Fig. 1. Overview of AAV library generation, in vivo evolution, and validation.

(A) Workflow comprising nine consecutive steps: (i) creation and production of two AAV capsid libraries by DNA family shuffling of multiple cap genes; (ii) in vivo selection/cycling via systemic injection into mice, followed by vector genome amplification from on-target tissues (diaphragm, heart, and skeletal muscle), subcloning and production of secondary libraries for repeated injection; (iii and iv) barcoding and stratification in mice; (v) rational P1 peptide transfer into selected shuffled capsids; (vi) barcoding of the ensuing bioengineered capsids plus benchmarks; (vii) validation of the muscle specificity in WT mice; (viii) combination of the two best capsids (AAVMYO2 and AAVMYO3) with two myotropic promoters; and (ix) application in two mouse models of human muscle diseases. (B) Sequence analysis of shuffled AAV libraries.

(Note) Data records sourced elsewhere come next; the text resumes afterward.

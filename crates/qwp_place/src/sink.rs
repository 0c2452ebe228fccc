//! Delivery of final coordinates to the caller.

use serde::{Deserialize, Serialize};
use std::collections::BTreeMap;

/// A location in the unit square.
///
/// Serialized as a two-element array `[x, y]`.
#[derive(Debug, Clone, Copy, PartialEq, Serialize, Deserialize)]
#[serde(from = "[f64; 2]", into = "[f64; 2]")]
pub struct Point {
    /// Horizontal coordinate.
    pub x: f64,
    /// Vertical coordinate.
    pub y: f64,
}

impl Point {
    /// Creates a point.
    pub fn new(x: f64, y: f64) -> Self {
        Self { x, y }
    }
}

impl From<[f64; 2]> for Point {
    fn from([x, y]: [f64; 2]) -> Self {
        Self { x, y }
    }
}

impl From<Point> for [f64; 2] {
    fn from(p: Point) -> Self {
        [p.x, p.y]
    }
}

/// Receives the final coordinates of each placed element.
///
/// Called once per element after the whole recursion has finished, in the
/// order the elements were listed by the source.
pub trait PositionSink<K> {
    /// Records the position of the element identified by `key`.
    fn record(&mut self, key: K, name: &str, position: Point);
}

impl<K, F> PositionSink<K> for F
where
    F: FnMut(K, &str, Point),
{
    fn record(&mut self, key: K, name: &str, position: Point) {
        self(key, name, position)
    }
}

/// Final positions keyed by element name.
#[derive(Debug, Clone, Default, PartialEq, Serialize, Deserialize)]
#[serde(transparent)]
pub struct Placement {
    positions: BTreeMap<String, Point>,
}

impl Placement {
    /// Creates an empty placement.
    pub fn new() -> Self {
        Self::default()
    }

    /// Returns the position of the named element.
    pub fn get(&self, name: &str) -> Option<Point> {
        self.positions.get(name).copied()
    }

    /// Iterates over `(name, position)` sorted by name.
    pub fn iter(&self) -> impl Iterator<Item = (&str, Point)> {
        self.positions.iter().map(|(n, p)| (n.as_str(), *p))
    }

    /// Number of placed elements.
    pub fn len(&self) -> usize {
        self.positions.len()
    }

    /// Returns `true` if nothing was placed.
    pub fn is_empty(&self) -> bool {
        self.positions.is_empty()
    }

    /// Renders `name x y` lines with six decimals.
    pub fn to_text(&self) -> String {
        let mut out = String::new();
        for (name, p) in self.iter() {
            out.push_str(&format!("{name} {:.6} {:.6}\n", p.x, p.y));
        }
        out
    }
}

impl<K> PositionSink<K> for Placement {
    fn record(&mut self, _key: K, name: &str, position: Point) {
        self.positions.insert(name.to_string(), position);
    }
}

Top: Parental libraries composed of AAV1, -6, -8, and -9 (library A) or AAV1, -6, -8, -9, and po.1 (library B). Shown are representative examples. Each row depicts one clone. (C) Composition of the secondary barcoded library. Shown are log₂(FC) values relative to the mean per barcoded AAV variant in the library. The two dotted lines mark a twofold change. Negative values indicate underrepresentation of a variant, and positive values imply overrepresentation. FC, fold change. (D) Viral DNA distribution of the library in multiple organs. Shown are vector genomes (individual mice and averages) per diploid genome (vg/dg; means + SD) from three C57BL/6J mice (each mouse is one dot, injected with 1 × 10¹² vg, euthanized 1 week later). Vector genomes (EYFP probe) were normalized to RPP30 as a housekeeper. Gastrocn., gastrocnemius; Quadriceps, quadriceps femoris.